Exercise goal: A word-for-word transcript of every entry is required.

━━━━━ Exercise materials ━━━━━

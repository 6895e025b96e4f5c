//! Model-invocable tools.
//!
//! Tools implement [`Tool`] and are held by a [`ToolRegistry`]. The registry
//! is the only caller of [`Tool::execute`] and converts every outcome,
//! including [`ToolError`]s, into the string the model sees.

pub mod fetch_url;
pub mod memory;
pub mod registry;
pub mod web_search;

use async_trait::async_trait;
use serde::de::DeserializeOwned;
use serde_json::{Map, Value};

pub use fetch_url::FetchUrlTool;
pub use memory::{ForgetTool, Mode, RegistryState, RememberTool, SetModeTool};
pub use registry::ToolRegistry;
pub use web_search::WebSearchTool;

/// Arguments passed to a tool: a JSON object of named values.
pub type ToolArgs = Map<String, Value>;

/// Tool execution failure.
#[derive(Debug, Clone, PartialEq, Eq, thiserror::Error)]
pub enum ToolError {
    /// Arguments did not match the tool's parameters.
    #[error("{0}")]
    InvalidArguments(String),
    /// The tool ran and failed.
    #[error("{0}")]
    Failed(String),
}

/// A capability the model can call by name.
#[async_trait]
pub trait Tool: Send + Sync {
    /// Name the model uses to call this tool.
    fn name(&self) -> &str;

    /// What the tool does, shown to the model.
    fn description(&self) -> &str;

    /// JSON Schema for the arguments object.
    fn schema(&self) -> Value;

    /// Run the tool.
    ///
    /// # Errors
    ///
    /// [`ToolError::InvalidArguments`] for argument mismatches,
    /// [`ToolError::Failed`] for execution failures.
    async fn execute(&self, args: ToolArgs) -> Result<String, ToolError>;
}

/// Deserialize tool arguments into a typed parameter struct.
///
/// # Errors
///
/// Returns [`ToolError::InvalidArguments`] describing the mismatch.
pub fn parse_args<T: DeserializeOwned>(args: ToolArgs) -> Result<T, ToolError> {
    serde_json::from_value(Value::Object(args)).map_err(|e| ToolError::InvalidArguments(e.to_string()))
}

/// Truncate to at most `max_chars` characters, appending `...` when cut.
pub fn truncate_chars(text: &str, max_chars: usize) -> String {
    match text.char_indices().nth(max_chars) {
        Some((end, _)) => format!("{}...", &text[..end]),
        None => text.to_owned(),
    }
}
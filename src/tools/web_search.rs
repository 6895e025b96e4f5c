//! Web search tool backed by the Tavily search API.

use std::time::Duration;

use async_trait::async_trait;
use serde::Deserialize;
use serde_json::{Value, json};
use tracing::debug;

use super::{Tool, ToolArgs, ToolError, parse_args};

const DEFAULT_ENDPOINT: &str = "https://api.tavily.com/search";
const SEARCH_TIMEOUT: Duration = Duration::from_secs(15);

fn default_recency_days() -> u32 {
    30
}

fn default_max_results() -> u32 {
    5
}

#[derive(Deserialize)]
#[serde(deny_unknown_fields)]
struct SearchArgs {
    query: String,
    #[serde(default = "default_recency_days")]
    recency_days: u32,
    #[serde(default = "default_max_results")]
    max_results: u32,
}

#[derive(Debug, Deserialize)]
struct SearchResponse {
    #[serde(default)]
    results: Vec<SearchHit>,
}

#[derive(Debug, Deserialize)]
struct SearchHit {
    #[serde(default)]
    title: Option<String>,
    #[serde(default)]
    url: String,
    #[serde(default)]
    content: String,
}

/// Tool that searches the web for recent information.
///
/// Unconfigured (no API key) it answers with an explanatory string instead of
/// failing, so the model can tell the user.
#[derive(Debug, Clone)]
pub struct WebSearchTool {
    client: reqwest::Client,
    endpoint: String,
    api_key: Option<String>,
}

impl WebSearchTool {
    /// Search tool using `TAVILY_API_KEY` from the environment.
    pub fn from_env() -> Self {
        let key = std::env::var("TAVILY_API_KEY").ok().filter(|k| !k.trim().is_empty());
        Self::new(DEFAULT_ENDPOINT, key)
    }

    /// Search tool against a specific endpoint.
    pub fn new(endpoint: impl Into<String>, api_key: Option<String>) -> Self {
        let client = reqwest::Client::builder()
            .timeout(SEARCH_TIMEOUT)
            .build()
            .unwrap_or_default();
        Self {
            client,
            endpoint: endpoint.into(),
            api_key,
        }
    }
}

#[async_trait]
impl Tool for WebSearchTool {
    fn name(&self) -> &str {
        "web_search"
    }

    fn description(&self) -> &str {
        "Search the web for up-to-date information."
    }

    fn schema(&self) -> Value {
        json!({
            "type": "object",
            "properties": {
                "query": {"type": "string", "description": "Search query"},
                "recency_days": {
                    "type": "integer",
                    "description": "Limit results to the last N days",
                    "default": 30
                },
                "max_results": {
                    "type": "integer",
                    "description": "Maximum number of search results to return",
                    "default": 5
                }
            },
            "required": ["query"]
        })
    }

    async fn execute(&self, args: ToolArgs) -> Result<String, ToolError> {
        let args: SearchArgs = parse_args(args)?;
        let Some(key) = &self.api_key else {
            return Ok("Web search is not configured; set TAVILY_API_KEY.".to_owned());
        };

        debug!(query = %args.query, max_results = args.max_results, "web search");
        let response = self
            .client
            .post(&self.endpoint)
            .bearer_auth(key)
            .json(&json!({
                "query": args.query,
                "max_results": args.max_results,
                "days": args.recency_days,
            }))
            .send()
            .await
            .and_then(reqwest::Response::error_for_status)
            .map_err(|e| ToolError::Failed(format!("search failed: {e}")))?;
        let body: SearchResponse = response
            .json()
            .await
            .map_err(|e| ToolError::Failed(format!("invalid search response: {e}")))?;

        if body.results.is_empty() {
            return Ok("No results found.".to_owned());
        }
        let lines: Vec<String> = body
            .results
            .into_iter()
            .map(|hit| {
                let title = hit.title.as_deref().unwrap_or("result");
                format!("{title}: {}\n{}", hit.url, hit.content)
            })
            .collect();
        Ok(lines.join("\n\n"))
    }
}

━━━━━

Solution:
repository 6895e025b96e4f5c
//! Model-invocable tools.
//!
//! Tools implement [`Tool`] and are held by a [`ToolRegistry`]. The registry
//! is the only caller of [`Tool::execute`] and converts every outcome,
//! including [`ToolError`]s, into the string the model sees.

pub mod fetch_url;
pub mod memory;
pub mod registry;
pub mod web_search;

use async_trait::async_trait;
use serde::de::DeserializeOwned;
use serde_json::{Map, Value};

pub use fetch_url::FetchUrlTool;
pub use memory::{ForgetTool, Mode, RegistryState, RememberTool, SetModeTool};
pub use registry::ToolRegistry;
pub use web_search::WebSearchTool;

/// Arguments passed to a tool: a JSON object of named values.
pub type ToolArgs = Map<String, Value>;

/// Tool execution failure.
#[derive(Debug, Clone, PartialEq, Eq, thiserror::Error)]
pub enum ToolError {
    /// Arguments did not match the tool's parameters.
    #[error("{0}")]
    InvalidArguments(String),
    /// The tool ran and failed.
    #[error("{0}")]
    Failed(String),
}

/// A capability the model can call by name.
#[async_trait]
pub trait Tool: Send + Sync {
    /// Name the model uses to call this tool.
    fn name(&self) -> &str;

    /// What the tool does, shown to the model.
    fn description(&self) -> &str;

    /// JSON Schema for the arguments object.
    fn schema(&self) -> Value;

    /// Run the tool.
    ///
    /// # Errors
    ///
    /// [`ToolError::InvalidArguments`] for argument mismatches,
    /// [`ToolError::Failed`] for execution failures.
    async fn execute(&self, args: ToolArgs) -> Result<String, ToolError>;
}

/// Deserialize tool arguments into a typed parameter struct.
///
/// # Errors
///
/// Returns [`ToolError::InvalidArguments`] describing the mismatch.
pub fn parse_args<T: DeserializeOwned>(args: ToolArgs) -> Result<T, ToolError> {
    serde_json::from_value(Value::Object(args)).map_err(|e| ToolError::InvalidArguments(e.to_string()))
}

/// Truncate to at most `max_chars` characters, appending `...` when cut.
pub fn truncate_chars(text: &str, max_chars: usize) -> String {
    match text.char_indices().nth(max_chars) {
        Some((end, _)) => format!("{}...", &text[..end]),
        None => text.to_owned(),
    }
}
filename src/tools/web_search.rs
repository 6895e025b96e4f5c
//! Web search tool backed by the Tavily search API.

use std::time::Duration;

use async_trait::async_trait;
use serde::Deserialize;
use serde_json::{Value, json};
use tracing::debug;

use super::{Tool, ToolArgs, ToolError, parse_args};

const DEFAULT_ENDPOINT: &str = "https://api.tavily.com/search";
const SEARCH_TIMEOUT: Duration = Duration::from_secs(15);

fn default_recency_days() -> u32 {
    30
}

fn default_max_results() -> u32 {
    5
}

#[derive(Deserialize)]
#[serde(deny_unknown_fields)]
struct SearchArgs {
    query: String,
    #[serde(default = "default_recency_days")]
    recency_days: u32,
    #[serde(default = "default_max_results")]
    max_results: u32,
}

#[derive(Debug, Deserialize)]
struct SearchResponse {
    #[serde(default)]
    results: Vec<SearchHit>,
}

#[derive(Debug, Deserialize)]
struct SearchHit {
    #[serde(default)]
    title: Option<String>,
    #[serde(default)]
    url: String,
    #[serde(default)]
    content: String,
}

/// Tool that searches the web for recent information.
///
/// Unconfigured (no API key) it answers with an explanatory string instead of
/// failing, so the model can tell the user.
#[derive(Debug, Clone)]
pub struct WebSearchTool {
    client: reqwest::Client,
    endpoint: String,
    api_key: Option<String>,
}

impl WebSearchTool {
    /// Search tool using `TAVILY_API_KEY` from the environment.
    pub fn from_env() -> Self {
        let key = std::env::var("TAVILY_API_KEY").ok().filter(|k| !k.trim().is_empty());
        Self::new(DEFAULT_ENDPOINT, key)
    }

    /// Search tool against a specific endpoint.
    pub fn new(endpoint: impl Into<String>, api_key: Option<String>) -> Self {
        let client = reqwest::Client::builder()
            .timeout(SEARCH_TIMEOUT)
            .build()
            .unwrap_or_default();
        Self {
            client,
            endpoint: endpoint.into(),
            api_key,
        }
    }
}

#[async_trait]
impl Tool for WebSearchTool {
    fn name(&self) -> &str {
        "web_search"
    }

    fn description(&self) -> &str {
        "Search the web for up-to-date information."
    }

    fn schema(&self) -> Value {
        json!({
            "type": "object",
            "properties": {
                "query": {"type": "string", "description": "Search query"},
                "recency_days": {
                    "type": "integer",
                    "description": "Limit results to the last N days",
                    "default": 30
                },
                "max_results": {
                    "type": "integer",
                    "description": "Maximum number of search results to return",
                    "default": 5
                }
            },
            "required": ["query"]
        })
    }

    async fn execute(&self, args: ToolArgs) -> Result<String, ToolError> {
        let args: SearchArgs = parse_args(args)?;
        let Some(key) = &self.api_key else {
            return Ok("Web search is not configured; set TAVILY_API_KEY.".to_owned());
        };

        debug!(query = %args.query, max_results = args.max_results, "web search");
        let response = self
            .client
            .post(&self.endpoint)
            .bearer_auth(key)
            .json(&json!({
                "query": args.query,
                "max_results": args.max_results,
                "days": args.recency_days,
            }))
            .send()
            .await
            .and_then(reqwest::Response::error_for_status)
            .map_err(|e| ToolError::Failed(format!("search failed: {e}")))?;
        let body: SearchResponse = response
            .json()
            .await
            .map_err(|e| ToolError::Failed(format!("invalid search response: {e}")))?;

        if body.results.is_empty() {
            return Ok("No results found.".to_owned());
        }
        let lines: Vec<String> = body
            .results
            .into_iter()
            .map(|hit| {
                let title = hit.title.as_deref().unwrap_or("result");
                format!("{title}: {}\n{}", hit.url, hit.content)
            })
            .collect();
        Ok(lines.join("\n\n"))
    }
}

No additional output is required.